Collected data
[Start of section]
//! In-memory SD card.

use std::cell::RefCell;
use std::collections::{BTreeMap, BTreeSet};
use std::rc::Rc;

use crate::storage::{parent, DirEntry, NameBuf, Storage};

/// Operation kinds, for counters and fault injection.
#[derive(Debug, Clone, Copy, PartialEq, Eq, PartialOrd, Ord)]
pub enum StorageOp {
    /// `read_at`
    Read,
    /// `write_file`
    Write,
    /// `append`
    Append,
    /// `remove`
    Remove,
    /// `rename`
    Rename,
    /// `exists`
    Exists,
    /// `file_size`
    Size,
    /// `create_dir`
    CreateDir,
    /// `list_dir`
    List,
}

/// Errors reported by [`MemStorage`].
#[derive(Debug, Clone, PartialEq, Eq, thiserror::Error)]
pub enum MemError {
    /// Path (or its parent directory) does not exist.
    #[error("not found: {0}")]
    NotFound(String),
    /// Rename target already exists.
    #[error("already exists: {0}")]
    AlreadyExists(String),
    /// Failure armed with [`MemStorage::fail_next`].
    #[error("injected {0:?} failure")]
    Injected(StorageOp),
}

#[derive(Debug, Default)]
struct MemFs {
    files: BTreeMap<String, Vec<u8>>,
    dirs: BTreeSet<String>,
    counts: BTreeMap<StorageOp, usize>,
    fail_next: Option<StorageOp>,
    log: Vec<(StorageOp, String)>,
}

impl MemFs {
    fn begin(&mut self, op: StorageOp, path: &str) -> Result<(), MemError> {
        *self.counts.entry(op).or_default() += 1;
        self.log.push((op, path.to_string()));
        if self.fail_next == Some(op) {
            self.fail_next = None;
            return Err(MemError::Injected(op));
        }
        Ok(())
    }

    fn dir_exists(&self, dir: &str) -> bool {
        dir == "/" || dir.is_empty() || self.dirs.contains(dir)
    }

    fn require_parent(&self, path: &str) -> Result<(), MemError> {
        let dir = parent(path);
        if self.dir_exists(dir) {
            Ok(())
        } else {
            Err(MemError::NotFound(dir.to_string()))
        }
    }
}

/// SD card held in memory. Directories must exist before files are
/// written into them, like on FAT.
#[derive(Debug, Clone, Default)]
pub struct MemStorage {
    fs: Rc<RefCell<MemFs>>,
}

impl MemStorage {
    /// Empty card.
    pub fn new() -> Self {
        Self::default()
    }

    /// Test setup: create `path` with `data`, creating parent directories.
    pub fn insert(&self, path: &str, data: &[u8]) {
        self.mkdirs(parent(path));
        self.fs.borrow_mut().files.insert(path.to_string(), data.to_vec());
    }

    /// Test setup: create a directory and all its parents.
    pub fn mkdirs(&self, dir: &str) {
        let mut fs = self.fs.borrow_mut();
        let mut acc = String::new();
        for part in dir.split('/').filter(|p| !p.is_empty()) {
            acc.push('/');
            acc.push_str(part);
            fs.dirs.insert(acc.clone());
        }
    }

    /// Contents of `path`, if present.
    pub fn get(&self, path: &str) -> Option<Vec<u8>> {
        self.fs.borrow().files.get(path).cloned()
    }

    /// Contents of `path` as UTF-8.
    pub fn get_string(&self, path: &str) -> Option<String> {
        self.get(path).map(|b| String::from_utf8_lossy(&b).into_owned())
    }

    /// `true` if a file exists at `path`.
    pub fn contains(&self, path: &str) -> bool {
        self.fs.borrow().files.contains_key(path)
    }

    /// All file paths, sorted.
    pub fn paths(&self) -> Vec<String> {
        self.fs.borrow().files.keys().cloned().collect()
    }

    /// Number of times `op` was called.
    pub fn count(&self, op: StorageOp) -> usize {
        self.fs.borrow().counts.get(&op).copied().unwrap_or(0)
    }

    /// Calls of `op` whose path matched `path`.
    pub fn count_path(&self, op: StorageOp, path: &str) -> usize {
        self.fs
            .borrow()
            .log
            .iter()
            .filter(|(o, p)| *o == op && p == path)
            .count()
    }

    /// Reset all counters and the operation log.
    pub fn reset_counts(&self) {
        let mut fs = self.fs.borrow_mut();
        fs.counts.clear();
        fs.log.clear();
    }

    /// Make the next call of `op` fail.
    pub fn fail_next(&self, op: StorageOp) {
        self.fs.borrow_mut().fail_next = Some(op);
    }
}

impl Storage for MemStorage {
    type Error = MemError;

    async fn read_at(&mut self, path: &str, offset: u64, buf: &mut [u8]) -> Result<usize, MemError> {
        let mut fs = self.fs.borrow_mut();
        fs.begin(StorageOp::Read, path)?;
        let data = fs
            .files
            .get(path)
            .ok_or_else(|| MemError::NotFound(path.to_string()))?;
        let start = usize::try_from(offset).unwrap_or(usize::MAX).min(data.len());
        let n = buf.len().min(data.len() - start);
        buf[..n].copy_from_slice(&data[start..start + n]);
        Ok(n)
    }

    async fn write_file(&mut self, path: &str, data: &[u8]) -> Result<(), MemError> {
        let mut fs = self.fs.borrow_mut();
        fs.begin(StorageOp::Write, path)?;
        fs.require_parent(path)?;
        fs.files.insert(path.to_string(), data.to_vec());
        Ok(())
    }

    async fn append(&mut self, path: &str, data: &[u8]) -> Result<(), MemError> {
        let mut fs = self.fs.borrow_mut();
        fs.begin(StorageOp::Append, path)?;
        fs.require_parent(path)?;
        fs.files.entry(path.to_string()).or_default().extend_from_slice(data);
        Ok(())
    }

    async fn remove(&mut self, path: &str) -> Result<(), MemError> {
        let mut fs = self.fs.borrow_mut();
        fs.begin(StorageOp::Remove, path)?;
        fs.files
            .remove(path)
            .map(|_| ())
            .ok_or_else(|| MemError::NotFound(path.to_string()))
    }

    async fn rename(&mut self, from: &str, to: &str) -> Result<(), MemError> {
        let mut fs = self.fs.borrow_mut();
        fs.begin(StorageOp::Rename, from)?;
        if fs.files.contains_key(to) {
            return Err(MemError::AlreadyExists(to.to_string()));
        }
        fs.require_parent(to)?;
        let data = fs
            .files
            .remove(from)
            .ok_or_else(|| MemError::NotFound(from.to_string()))?;
        fs.files.insert(to.to_string(), data);
        Ok(())
    }

    async fn exists(&mut self, path: &str) -> Result<bool, MemError> {
        let mut fs = self.fs.borrow_mut();
        fs.begin(StorageOp::Exists, path)?;
        Ok(fs.files.contains_key(path) || fs.dirs.contains(path))
    }

    async fn file_size(&mut self, path: &str) -> Result<Option<u64>, MemError> {
        let mut fs = self.fs.borrow_mut();
        fs.begin(StorageOp::Size, path)?;
        Ok(fs.files.get(path).map(|d| d.len() as u64))
    }

    async fn create_dir(&mut self, path: &str) -> Result<(), MemError> {
        self.fs.borrow_mut().begin(StorageOp::CreateDir, path)?;
        self.mkdirs(path);
        Ok(())
    }

    async fn list_dir<F>(&mut self, path: &str, mut visit: F) -> Result<(), MemError>
    where
        F: FnMut(&DirEntry),
    {
        let entries: Vec<DirEntry> = {
            let mut fs = self.fs.borrow_mut();
            fs.begin(StorageOp::List, path)?;
            let dir = path.trim_end_matches('/');
            let dir = if dir.is_empty() { "/" } else { dir };
            if !fs.dir_exists(dir) {
                return Err(MemError::NotFound(path.to_string()));
            }
            let child = |p: &str| parent(p) == dir;
            let name_of = |p: &str| NameBuf::try_from(crate::storage::file_name(p)).ok();
            let dirs = fs.dirs.iter().filter(|d| child(d)).filter_map(|d| {
                name_of(d).map(|name| DirEntry {
                    name,
                    size: 0,
                    is_dir: true,
                })
            });
            let files = fs.files.iter().filter(|(p, _)| child(p)).filter_map(|(p, d)| {
                name_of(p).map(|name| DirEntry {
                    name,
                    size: d.len() as u64,
                    is_dir: false,
                })
            });
            dirs.chain(files).collect()
        };
        for entry in &entries {
            visit(entry);
        }
        Ok(())
    }
}

#[cfg(test)]
mod tests {
    use super::*;

    #[tokio::test]
    async fn test_write_requires_parent_dir() {
        let mut sd = MemStorage::new();
        assert!(matches!(
            sd.write_file("/notes/a.txt", b"x").await,
            Err(MemError::NotFound(_))
        ));
        sd.create_dir("/notes").await.unwrap();
        sd.write_file("/notes/a.txt", b"x").await.unwrap();
        assert_eq!(sd.get("/notes/a.txt").unwrap(), b"x");
    }

    #[tokio::test]
    async fn test_list_dir_children_only() {
        let mut sd = MemStorage::new();
        sd.insert("/audiobooks/a.mp3", &[0; 3]);
        sd.insert("/audiobooks/Dune/b.m4b", &[0; 5]);
        sd.insert("/audiobooks/.bookmarks/a.bmk", &[0; 72]);
        let mut names = Vec::new();
        sd.list_dir("/audiobooks", |e| names.push((e.name.to_string(), e.is_dir)))
            .await
            .unwrap();
        assert_eq!(
            names,
            vec![
                (".bookmarks".to_string(), true),
                ("Dune".to_string(), true),
                ("a.mp3".to_string(), false)
            ]
        );
    }

    #[tokio::test]
    async fn test_rename_refuses_existing_target() {
        let mut sd = MemStorage::new();
        sd.insert("/n/a.txt", b"a");
        sd.insert("/n/b.txt", b"b");
        assert!(sd.rename("/n/a.txt", "/n/b.txt").await.is_err());
        assert_eq!(sd.get("/n/a.txt").unwrap(), b"a");
    }

    #[tokio::test]
    async fn test_fault_injection_fires_once() {
        let mut sd = MemStorage::new();
        sd.insert("/x", b"1");
        sd.fail_next(StorageOp::Exists);
        assert!(sd.exists("/x").await.is_err());
        assert!(sd.exists("/x").await.unwrap());
        assert_eq!(sd.count(StorageOp::Exists), 2);
    }
}
//! Plain-text e-book reader over `/books/*.txt`.

use core::fmt::Write as _;

use embedded_graphics::pixelcolor::BinaryColor;
use embedded_graphics::prelude::DrawTarget;
use heapless::{String, Vec};
use platform::config::{BOOKS_ROOT, TEXT_COLUMNS, TEXT_ROWS};
use platform::storage::{extension, join, stem, NameBuf};
use platform::Storage;
use text::PageIndex;
use ui::keys::{is_back, nav, Nav, KEY_ENTER};

use super::{Context, ListCursor, Outcome, Screen, View};
use crate::board::Board;
use crate::error::{sd, AppError};
use crate::render::{Frame, BODY_ROWS};

/// Books listed.
pub const MAX_BOOKS: usize = 64;

/// A page only changes on a key.
pub const READER_REFRESH_MS: u32 = 60_000;

const LIST_TOP: usize = 2;

#[derive(Debug, Clone, Copy, PartialEq, Eq)]
enum Mode {
    List,
    Reading,
}

/// E-book screen.
pub struct Books {
    buf: Option<&'static mut [u8]>,
    len: usize,
    names: Vec<NameBuf, MAX_BOOKS>,
    listed: bool,
    cursor: ListCursor,
    mode: Mode,
    open: NameBuf,
    pages: PageIndex,
    page: usize,
    truncated: bool,
}

impl Books {
    /// Reader using `buf` for the open book's text.
    pub fn new(buf: Option<&'static mut [u8]>) -> Self {
        Self {
            buf,
            len: 0,
            names: Vec::new(),
            listed: false,
            cursor: ListCursor::default(),
            mode: Mode::List,
            open: NameBuf::new(),
            pages: PageIndex::build(&[], TEXT_COLUMNS, TEXT_ROWS),
            page: 0,
            truncated: false,
        }
    }

    /// Page shown, zero-based.
    pub fn page(&self) -> usize {
        self.page
    }

    /// Pages in the open book.
    pub fn page_count(&self) -> usize {
        self.pages.page_count()
    }

    async fn list<S: Storage>(&mut self, sd_card: &mut S) -> Result<(), AppError> {
        self.names.clear();
        if !sd_card.exists(BOOKS_ROOT).await.map_err(sd)? {
            return Ok(());
        }
        let names = &mut self.names;
        sd_card
            .list_dir(BOOKS_ROOT, |entry| {
                let is_txt = extension(&entry.name).is_some_and(|e| e.eq_ignore_ascii_case("txt"));
                if !entry.is_dir && !entry.is_hidden() && is_txt && names.push(entry.name.clone()).is_err() {
                    tracing::warn!("books: more than {} books, list truncated", MAX_BOOKS);
                }
            })
            .await
            .map_err(sd)?;
        self.names.sort_unstable_by(|a, b| {
            let a = a.bytes().map(|c| c.to_ascii_lowercase());
            a.cmp(b.bytes().map(|c| c.to_ascii_lowercase()))
        });
        Ok(())
    }

    async fn open_book<S: Storage>(&mut self, sd_card: &mut S, index: usize) -> Result<(), AppError> {
        let Some(name) = self.names.get(index).cloned() else {
            return Ok(());
        };
        let Some(buf) = self.buf.as_deref_mut() else {
            tracing::error!("books: no text buffer");
            return Err(AppError::OutOfMemory);
        };
        let path = join(BOOKS_ROOT, &name)?;
        let size = sd_card.file_size(&path).await.map_err(sd)?.unwrap_or(0);
        let want = usize::try_from(size).unwrap_or(usize::MAX).min(buf.len());
        let mut filled = 0usize;
        while filled < want {
            let Some(dst) = buf.get_mut(filled..want) else { break };
            let n = sd_card.read_at(&path, filled as u64, dst).await.map_err(sd)?;
            if n == 0 {
                break;
            }
            filled = filled.saturating_add(n);
        }
        self.len = filled;
        self.truncated = (filled as u64) < size;
        self.pages = PageIndex::build(buf.get(..filled).unwrap_or(&[]), TEXT_COLUMNS, TEXT_ROWS);
        self.page = 0;
        self.open = name;
        self.mode = Mode::Reading;
        tracing::info!("books: {} ({} bytes, {} pages)", self.open.as_str(), filled, self.pages.page_count());
        Ok(())
    }

    fn turn(&mut self, forward: bool) -> bool {
        let last = self.pages.page_count().saturating_sub(1);
        let next = if forward {
            (self.page + 1).min(last)
        } else {
            self.page.saturating_sub(1)
        };
        let moved = next != self.page;
        self.page = next;
        moved
    }
}

impl<B: Board> Screen<B> for Books {
    async fn handle_input(&mut self, key: u8, cx: &mut Context<B>) -> Result<Outcome, AppError> {
        match self.mode {
            Mode::List => {
                if self.cursor.handle(key, self.names.len()) {
                    return Ok(Outcome::Handled);
                }
                if is_back(key) {
                    return Ok(Outcome::Back);
                }
                if key == KEY_ENTER {
                    self.open_book(&mut cx.sd, self.cursor.index).await?;
                    if self.truncated {
                        cx.say("Book too long, showing start");
                    }
                    return Ok(Outcome::Handled);
                }
                Ok(Outcome::Ignored)
            }
            Mode::Reading => {
                if is_back(key) {
                    self.mode = Mode::List;
                    return Ok(Outcome::Handled);
                }
                let forward = match (nav(key), key) {
                    (Some(Nav::Right | Nav::Down), _) | (_, KEY_ENTER | b' ') => true,
                    (Some(Nav::Left | Nav::Up), _) => false,
                    _ => return Ok(Outcome::Ignored),
                };
                // Consumed even at either end of the book.
                let _ = self.turn(forward);
                Ok(Outcome::Handled)
            }
        }
    }

    async fn poll(&mut self, cx: &mut Context<B>) -> Result<Outcome, AppError> {
        if self.listed {
            return Ok(Outcome::Ignored);
        }
        self.listed = true;
        self.list(&mut cx.sd).await?;
        Ok(Outcome::Handled)
    }

    async fn leave(&mut self, _cx: &mut Context<B>) -> Result<(), AppError> {
        // Pick up books copied while away.
        self.listed = false;
        Ok(())
    }

    fn render<D>(&mut self, frame: &mut Frame<'_, D>, _view: &View) -> Result<u32, D::Error>
    where
        D: DrawTarget<Color = BinaryColor>,
    {
        match self.mode {
            Mode::List => {
                frame.text(0, 0, BOOKS_ROOT)?;
                if self.names.is_empty() {
                    frame.text(0, LIST_TOP, "No books found.")?;
                    frame.text(0, LIST_TOP + 2, "Copy .txt files to /books.")?;
                    frame.hint("q back")?;
                    return Ok(READER_REFRESH_MS);
                }
                let window = self.cursor.visible(self.names.len(), BODY_ROWS - LIST_TOP);
                for (line_no, i) in window.enumerate() {
                    if let Some(name) = self.names.get(i) {
                        frame.row(LIST_TOP + line_no, stem(name), i == self.cursor.index)?;
                    }
                }
                frame.hint("Enter read  q back")?;
            }
            Mode::Reading => {
                let text = self.buf.as_deref().and_then(|b| b.get(..self.len)).unwrap_or(&[]);
                if let Some((start, end)) = self.pages.page_range(self.page) {
                    frame.paragraph(0, BODY_ROWS, text.get(start..end).unwrap_or(&[]))?;
                }
                let mut hint: String<40> = String::new();
                let _ = write!(
                    hint,
                    "{} {}/{}",
                    stem(&self.open),
                    self.page + 1,
                    self.pages.page_count()
                );
                frame.hint(&hint)?;
            }
        }
        Ok(READER_REFRESH_MS)
    }
}

#[cfg(test)]
mod tests {
    use super::*;
    use platform::mocks::MemStorage;

    fn leak(size: usize) -> Option<&'static mut [u8]> {
        Some(Box::leak(vec![0u8; size].into_boxed_slice()))
    }

    #[tokio::test]
    async fn test_lists_txt_sorted_case_insensitive() {
        let mut fs = MemStorage::new();
        fs.insert("/books/zeta.txt", b"z");
        fs.insert("/books/Alpha.txt", b"a");
        fs.insert("/books/cover.jpg", b"x");
        fs.insert("/books/.hidden.txt", b"h");
        let mut books = Books::new(leak(64));
        books.list(&mut fs).await.unwrap();
        let names: Vec<&str, 8> = books.names.iter().map(|n| n.as_str()).collect();
        assert_eq!(names.as_slice(), &["Alpha.txt", "zeta.txt"]);
    }

    #[tokio::test]
    async fn test_oversized_book_is_truncated_to_buffer() {
        let mut fs = MemStorage::new();
        fs.insert("/books/big.txt", &[b'a'; 100]);
        let mut books = Books::new(leak(40));
        books.list(&mut fs).await.unwrap();
        books.open_book(&mut fs, 0).await.unwrap();
        assert_eq!(books.len, 40);
        assert!(books.truncated);
    }

    #[tokio::test]
    async fn test_missing_buffer_reports_out_of_memory() {
        let mut fs = MemStorage::new();
        fs.insert("/books/a.txt", b"hello");
        let mut books = Books::new(None);
        books.list(&mut fs).await.unwrap();
        assert_eq!(books.open_book(&mut fs, 0).await, Err(AppError::OutOfMemory));
    }

    #[tokio::test]
    async fn test_pages_turn_within_bounds() {
        let mut fs = MemStorage::new();
        let text = "line\n".repeat(TEXT_ROWS * 2 + 1);
        fs.insert("/books/a.txt", text.as_bytes());
        let mut books = Books::new(leak(4096));
        books.list(&mut fs).await.unwrap();
        books.open_book(&mut fs, 0).await.unwrap();
        assert_eq!(books.page_count(), 3);
        assert!(!books.turn(false));
        assert!(books.turn(true));
        assert!(books.turn(true));
        assert!(!books.turn(true));
        assert_eq!(books.page(), 2);
    }
}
[End of section]
> **What you need to do**
This exercise requires the lines of the entries containing the string "DirEntry".

> **Task result**
use crate::storage::{parent, DirEntry, NameBuf, Storage};
        F: FnMut(&DirEntry),
        let entries: Vec<DirEntry> = {
                name_of(d).map(|name| DirEntry {
                name_of(p).map(|name| DirEntry {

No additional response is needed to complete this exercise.